Я вздрогнул. Голос этот невозможно было спутать ни с каким другим. Десятки раз он язвительно и гневно гремел с трибун всевозможных совещаний и конференций. Я не поверил глазам: передо мной стоял Иван Шуст, собственной персоной. Прозаик, литературный критик, общественный деятель, член партии с двадцать четвертого — если верить анкете.

— Заткнись, — капитан поморщился и ткнул пальцем в сторону покойника. — Кто таков?

— Заключенный Филиппенко, Андрей Любомирович, — отрапортовал Шуст, ознобно стуча зубами и заглядывая в глаза офицеру. — Постановлением Особого совещания при НКВД от девятого-десятого-тридцать седьмого к пяти годам. Ка-эр, тэ-дэ, тэ-ша. Острая сердечная недостаточность, надо полагать.

— Тебя не спрашивают, острая или тупая, — оборвал капитан. — На вопросы отвечай! Люди у тебя все на месте, кроме покойника?

Тогда я еще понятия не имел, что означают все эти аббревиатуры. Да и никто не имел. Шуст скороговоркой назвал и дату, но я решил, что ослышался. Позже она все-таки всплыла у меня в голове, но я по-прежнему не верил, не осмеливался поверить.

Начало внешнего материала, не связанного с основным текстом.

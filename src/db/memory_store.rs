// src/db/memory_store.rs

use std::collections::HashMap;
use std::sync::atomic::{AtomicU64, Ordering};

use async_trait::async_trait;
use serde_json::Value;
use tokio::sync::{broadcast, RwLock};
use uuid::Uuid;

use crate::{
    common::error::AppError,
    db::store::{CollectionPath, Document, DocumentStore, Query, StoredDocument},
};

const CHANGES_CAPACITY: usize = 256;

struct Entry {
    seq: u64,
    data: Document,
}

/// Banco em memória do processo. Usado nos testes e em execuções locais
/// (`STORE_BACKEND=memory`).
pub struct MemoryStore {
    collections: RwLock<HashMap<CollectionPath, HashMap<String, Entry>>>,
    seq: AtomicU64,
    changes: broadcast::Sender<CollectionPath>,
}

impl MemoryStore {
    pub fn new() -> Self {
        let (changes, _) = broadcast::channel(CHANGES_CAPACITY);
        Self {
            collections: RwLock::new(HashMap::new()),
            seq: AtomicU64::new(0),
            changes,
        }
    }

    fn next_seq(&self) -> u64 {
        self.seq.fetch_add(1, Ordering::Relaxed)
    }

    fn notify(&self, collection: &CollectionPath) {
        // Sem ninguém ouvindo o envio falha, e tudo bem
        let _ = self.changes.send(collection.clone());
    }

    // Ordem de inserção, como o Postgres ordena por created_at
    fn sorted(entries: &HashMap<String, Entry>, query: Option<&Query>) -> Vec<StoredDocument> {
        let mut found: Vec<(&String, &Entry)> = entries
            .iter()
            .filter(|(_, e)| query.is_none_or(|q| q.matches(&e.data)))
            .collect();
        found.sort_by_key(|(_, e)| e.seq);
        found
            .into_iter()
            .map(|(id, e)| StoredDocument {
                id: id.clone(),
                data: e.data.clone(),
            })
            .collect()
    }
}

impl Default for MemoryStore {
    fn default() -> Self {
        Self::new()
    }
}

#[async_trait]
impl DocumentStore for MemoryStore {
    async fn insert(
        &self,
        collection: &CollectionPath,
        mut data: Document,
    ) -> Result<StoredDocument, AppError> {
        let id = Uuid::new_v4().to_string();
        data.insert("id".to_string(), Value::String(id.clone()));

        let entry = Entry {
            seq: self.next_seq(),
            data: data.clone(),
        };
        self.collections
            .write()
            .await
            .entry(collection.clone())
            .or_default()
            .insert(id.clone(), entry);

        self.notify(collection);
        Ok(StoredDocument { id, data })
    }

    async fn set(
        &self,
        collection: &CollectionPath,
        id: &str,
        mut data: Document,
    ) -> Result<StoredDocument, AppError> {
        data.insert("id".to_string(), Value::String(id.to_string()));
        {
            let mut collections = self.collections.write().await;
            let entries = collections.entry(collection.clone()).or_default();
            let seq = entries.get(id).map(|e| e.seq).unwrap_or_else(|| self.next_seq());
            entries.insert(
                id.to_string(),
                Entry {
                    seq,
                    data: data.clone(),
                },
            );
        }
        self.notify(collection);
        Ok(StoredDocument {
            id: id.to_string(),
            data,
        })
    }

    async fn get(
        &self,
        collection: &CollectionPath,
        id: &str,
    ) -> Result<Option<StoredDocument>, AppError> {
        let collections = self.collections.read().await;
        Ok(collections
            .get(collection)
            .and_then(|entries| entries.get(id))
            .map(|e| StoredDocument {
                id: id.to_string(),
                data: e.data.clone(),
            }))
    }

    async fn list(&self, collection: &CollectionPath) -> Result<Vec<StoredDocument>, AppError> {
        let collections = self.collections.read().await;
        Ok(collections
            .get(collection)
            .map(|entries| Self::sorted(entries, None))
            .unwrap_or_default())
    }

    async fn query(&self, query: &Query) -> Result<Vec<StoredDocument>, AppError> {
        let collections = self.collections.read().await;
        Ok(collections
            .get(&query.collection)
            .map(|entries| Self::sorted(entries, Some(query)))
            .unwrap_or_default())
    }

    async fn update(
        &self,
        collection: &CollectionPath,
        id: &str,
        fields: Document,
    ) -> Result<Option<StoredDocument>, AppError> {
        let updated = {
            let mut collections = self.collections.write().await;
            let Some(entry) = collections.get_mut(collection).and_then(|e| e.get_mut(id)) else {
                return Ok(None);
            };
            for (key, value) in fields {
                entry.data.insert(key, value);
            }
            StoredDocument {
                id: id.to_string(),
                data: entry.data.clone(),
            }
        };
        self.notify(collection);
        Ok(Some(updated))
    }

    async fn delete(&self, collection: &CollectionPath, id: &str) -> Result<bool, AppError> {
        let removed = self
            .collections
            .write()
            .await
            .get_mut(collection)
            .and_then(|entries| entries.remove(id))
            .is_some();
        if removed {
            self.notify(collection);
        }
        Ok(removed)
    }

    fn changes(&self) -> broadcast::Receiver<CollectionPath> {
        self.changes.subscribe()
    }
}

#[cfg(test)]
mod tests {
    use super::*;
    use crate::db::store::to_document;
    use serde_json::json;

    fn path(name: &str) -> CollectionPath {
        CollectionPath::from_raw(format!("u1/data/{}", name))
    }

    #[tokio::test]
    async fn insert_writes_generated_id_into_document() {
        let store = MemoryStore::new();
        let stored = store
            .insert(&path("clientes"), to_document(&json!({ "nome": "Ana" })).unwrap())
            .await
            .unwrap();

        let fetched = store.get(&path("clientes"), &stored.id).await.unwrap().unwrap();
        assert_eq!(fetched.data["id"], json!(stored.id));
        assert_eq!(fetched.data["nome"], json!("Ana"));
    }

    #[tokio::test]
    async fn list_keeps_insertion_order_and_isolates_collections() {
        let store = MemoryStore::new();
        for nome in ["a", "b", "c"] {
            store
                .insert(&path("clientes"), to_document(&json!({ "nome": nome })).unwrap())
                .await
                .unwrap();
        }
        store
            .insert(&path("operacoes"), to_document(&json!({ "x": 1 })).unwrap())
            .await
            .unwrap();

        let nomes: Vec<Value> = store
            .list(&path("clientes"))
            .await
            .unwrap()
            .into_iter()
            .map(|d| d.data["nome"].clone())
            .collect();
        assert_eq!(nomes, vec![json!("a"), json!("b"), json!("c")]);
        assert!(store.list(&path("nada")).await.unwrap().is_empty());
    }

    #[tokio::test]
    async fn update_merges_top_level_fields_and_reports_missing() {
        let store = MemoryStore::new();
        let stored = store
            .insert(&path("clientes"), to_document(&json!({ "nome": "Ana", "cpf": "1" })).unwrap())
            .await
            .unwrap();

        let updated = store
            .update(&path("clientes"), &stored.id, to_document(&json!({ "nome": "Bia" })).unwrap())
            .await
            .unwrap()
            .unwrap();
        assert_eq!(updated.data["nome"], json!("Bia"));
        assert_eq!(updated.data["cpf"], json!("1"));

        let missing = store
            .update(&path("clientes"), "nao-existe", Document::new())
            .await
            .unwrap();
        assert!(missing.is_none());
    }

    #[tokio::test]
    async fn delete_reports_whether_something_was_removed() {
        let store = MemoryStore::new();
        let stored = store.insert(&path("clientes"), Document::new()).await.unwrap();
        assert!(store.delete(&path("clientes"), &stored.id).await.unwrap());
        assert!(!store.delete(&path("clientes"), &stored.id).await.unwrap());
    }

    #[tokio::test]
    async fn writes_are_announced_on_changes() {
        let store = MemoryStore::new();
        let mut changes = store.changes();
        store.insert(&path("clientes"), Document::new()).await.unwrap();
        assert_eq!(changes.recv().await.unwrap(), path("clientes"));
    }
}
#[cfg(test)]
mod tests {
    use std::time::Duration;

    use chrono::{TimeZone, Utc};
    use tokio::time::timeout;

    use super::*;
    use crate::db::{CustomerRepository, DocumentStore};
    use crate::services::testing::{customer_form, owner, Fixture};

    fn brasilia() -> FixedOffset {
        FixedOffset::west_opt(3 * 3600).unwrap()
    }

    fn at(y: i32, m: u32, d: u32, h: u32, min: u32) -> DateTime<FixedOffset> {
        brasilia().with_ymd_and_hms(y, m, d, h, min, 0).unwrap()
    }

    async fn customer_at(store: &Arc<dyn DocumentStore>, scope: &TenantScope, when: DateTime<FixedOffset>) {
        CustomerRepository::new(store.clone())
            .create(scope, &customer_form("Ana"), "dono-1", when.with_timezone(&Utc))
            .await
            .unwrap();
    }

    #[test]
    fn january_previous_window_is_december_of_last_year() {
        let now = at(2026, 1, 15, 12, 0);

        let current = month_window(now, 0).unwrap();
        assert_eq!(current.start_ms, at(2026, 1, 1, 0, 0).timestamp_millis());
        assert_eq!(current.end_ms, at(2026, 2, 1, 0, 0).timestamp_millis() - 1);

        let previous = month_window(now, 1).unwrap();
        assert_eq!(previous.start_ms, at(2025, 12, 1, 0, 0).timestamp_millis());
        assert_eq!(previous.end_ms, current.start_ms - 1);
    }

    #[test]
    fn december_window_ends_at_new_year() {
        let window = month_window(at(2025, 12, 31, 23, 59), 0).unwrap();
        assert_eq!(window.end_ms, at(2026, 1, 1, 0, 0).timestamp_millis() - 1);
    }

    #[tokio::test]
    async fn counts_windows_in_local_time_and_reacts_to_inserts() {
        let fx = Fixture::new();
        let tenant = owner("dono-1");

        // 00:30 de 1º/jan em Brasília já é janeiro; 23:30 de 31/dez ainda é dezembro
        customer_at(&fx.store, &tenant.scope, at(2026, 1, 1, 0, 30)).await;
        customer_at(&fx.store, &tenant.scope, at(2026, 1, 10, 9, 0)).await;
        customer_at(&fx.store, &tenant.scope, at(2025, 12, 31, 23, 30)).await;
        customer_at(&fx.store, &tenant.scope, at(2025, 11, 20, 9, 0)).await;

        let mut view = MonthlyCountView::start(
            fx.store.clone(),
            Some(&tenant.scope),
            Collection::Clientes,
            None,
            at(2026, 1, 15, 12, 0),
        );
        let first = timeout(Duration::from_secs(2), view.first()).await.unwrap().unwrap();
        assert_eq!(first, MonthlySummary::new(2, 1));
        assert_eq!(first.diferenca_percentual, 100);

        customer_at(&fx.store, &tenant.scope, at(2026, 1, 15, 11, 0)).await;
        let next = timeout(Duration::from_secs(2), view.changed()).await.unwrap().unwrap();
        assert_eq!(next.soma_this_month, 3);
        assert_eq!(next.diferenca_percentual, 200);
        assert_eq!(view.latest(), Some(next));
    }

    #[tokio::test]
    async fn previous_month_insert_and_delete_update_the_card() {
        let fx = Fixture::new();
        let tenant = owner("dono-1");
        let repo = CustomerRepository::new(fx.store.clone());
        customer_at(&fx.store, &tenant.scope, at(2026, 1, 10, 9, 0)).await;
        customer_at(&fx.store, &tenant.scope, at(2026, 1, 11, 9, 0)).await;
        customer_at(&fx.store, &tenant.scope, at(2025, 12, 3, 9, 0)).await;

        let mut view = MonthlyCountView::start(
            fx.store.clone(),
            Some(&tenant.scope),
            Collection::Clientes,
            None,
            at(2026, 1, 15, 12, 0),
        );
        let first = timeout(Duration::from_secs(2), view.first()).await.unwrap().unwrap();
        assert_eq!(first, MonthlySummary::new(2, 1));
        assert_eq!(first.diferenca_percentual, 100);

        let dezembro = repo
            .create(&tenant.scope, &customer_form("Bia"), "dono-1", at(2025, 12, 20, 9, 0).with_timezone(&Utc))
            .await
            .unwrap();
        let inserted = timeout(Duration::from_secs(2), view.changed()).await.unwrap().unwrap();
        assert_eq!(inserted.soma_this_month, 2);
        assert_eq!(inserted.soma_last_month, 2);
        assert_eq!(inserted.diferenca_percentual, 0);

        assert!(repo.delete(&tenant.scope, &dezembro.id).await.unwrap());
        let deleted = timeout(Duration::from_secs(2), view.changed()).await.unwrap().unwrap();
        assert_eq!(deleted, first);
        assert_eq!(deleted.soma_last_month, 1);
        assert_eq!(deleted.diferenca_percentual, 100);
    }

    #[tokio::test(start_paused = true)]
    async fn windows_move_forward_when_the_month_turns() {
        let fx = Fixture::new();
        let tenant = owner("dono-1");
        customer_at(&fx.store, &tenant.scope, at(2025, 12, 5, 9, 0)).await;
        customer_at(&fx.store, &tenant.scope, at(2026, 1, 10, 9, 0)).await;
        customer_at(&fx.store, &tenant.scope, at(2026, 1, 20, 9, 0)).await;
        customer_at(&fx.store, &tenant.scope, at(2026, 2, 1, 0, 10)).await;

        // Um minuto antes da meia-noite de 31/jan em Brasília
        let mut view = MonthlyCountView::start(
            fx.store.clone(),
            Some(&tenant.scope),
            Collection::Clientes,
            None,
            at(2026, 1, 31, 23, 59),
        );
        let janeiro = timeout(Duration::from_secs(30), view.first()).await.unwrap().unwrap();
        assert_eq!(janeiro, MonthlySummary::new(2, 1));

        let fevereiro = timeout(Duration::from_secs(120), view.changed()).await.unwrap().unwrap();
        assert_eq!(fevereiro, MonthlySummary::new(1, 2));
        assert_eq!(fevereiro.diferenca_percentual, -50);
    }

    #[tokio::test]
    async fn collaborator_filter_counts_only_their_records() {
        let fx = Fixture::new();
        let tenant = owner("dono-1");
        let repo = CustomerRepository::new(fx.store.clone());
        let jan = at(2026, 1, 5, 10, 0).with_timezone(&Utc);
        repo.create(&tenant.scope, &customer_form("A"), "colab-1", jan).await.unwrap();
        repo.create(&tenant.scope, &customer_form("B"), "dono-1", jan).await.unwrap();

        let mut view = MonthlyCountView::start(
            fx.store.clone(),
            Some(&tenant.scope),
            Collection::Clientes,
            Some("colab-1"),
            at(2026, 1, 15, 12, 0),
        );
        let summary = timeout(Duration::from_secs(2), view.first()).await.unwrap().unwrap();
        assert_eq!(summary.soma_this_month, 1);
        assert_eq!(summary.soma_last_month, 0);
        assert_eq!(summary.diferenca_percentual, 0);
    }

    #[tokio::test]
    async fn view_without_scope_is_closed() {
        let fx = Fixture::new();
        let mut view = MonthlyCountView::start(
            fx.store.clone(),
            None,
            Collection::Operacoes,
            None,
            at(2026, 1, 15, 12, 0),
        );
        assert_eq!(view.latest(), None);
        assert_eq!(view.changed().await, None);
        assert_eq!(fx.dashboard.monthly_summary(None, Collection::Operacoes, None).await.unwrap(), None);
    }

    #[tokio::test]
    async fn closed_view_stops_counting() {
        let fx = Fixture::new();
        let tenant = owner("dono-1");
        let mut view = fx.dashboard.watch_monthly(Some(&tenant), Collection::Clientes, None);
        let first = timeout(Duration::from_secs(2), view.first()).await.unwrap().unwrap();
        assert_eq!(first.soma_this_month, 0);

        let mut rx = view.rx.clone();
        view.close();
        tokio::task::yield_now().await;

        fx.customers.create(Some(&tenant), customer_form("Ana")).await.unwrap();
        let result = timeout(Duration::from_secs(2), rx.changed()).await.unwrap();
        assert!(result.is_err());
    }

    #[tokio::test]
    async fn restricted_collaborator_counts_only_own_operations() {
        use crate::models::user::Permissoes;
        use crate::services::testing::{collaborator, operation_form};

        let fx = Fixture::new();
        let gerente = owner("gerente-1");
        let restrito = collaborator("colab-1", "gerente-1", Permissoes::default());
        let ana = fx.customers.create(Some(&gerente), customer_form("Ana")).await.unwrap().unwrap();
        fx.operations.create(Some(&gerente), operation_form(&ana.id)).await.unwrap();
        fx.operations.create(Some(&restrito), operation_form(&ana.id)).await.unwrap();

        let do_gerente = fx
            .dashboard
            .monthly_summary(Some(&gerente), Collection::Operacoes, None)
            .await
            .unwrap()
            .unwrap();
        assert_eq!(do_gerente.soma_this_month, 2);

        let do_colaborador = fx
            .dashboard
            .monthly_summary(Some(&restrito), Collection::Operacoes, None)
            .await
            .unwrap()
            .unwrap();
        assert_eq!(do_colaborador.soma_this_month, 1);
    }

    #[tokio::test]
    async fn one_shot_summary_sees_records_created_now() {
        let fx = Fixture::new();
        let tenant = owner("dono-1");
        fx.customers.create(Some(&tenant), customer_form("Ana")).await.unwrap();
        fx.customers.create(Some(&tenant), customer_form("Bia")).await.unwrap();

        let summary = fx
            .dashboard
            .monthly_summary(Some(&tenant), Collection::Clientes, None)
            .await
            .unwrap()
            .unwrap();
        assert_eq!(summary.soma_this_month, 2);
        assert_eq!(summary.soma_last_month, 0);
    }
}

А на снегу между обомшелыми камнями лежал мертвый Андрей Филиппенко. Филиппок, как мы его звали между собой. С которым спорили, грызлись, пили красное вино и никогда — водку, ездили на дачу и таскались от Донбасса до Бурят-Монголии в писательских агитбригадах. И в конце концов разошлись по всем статьям.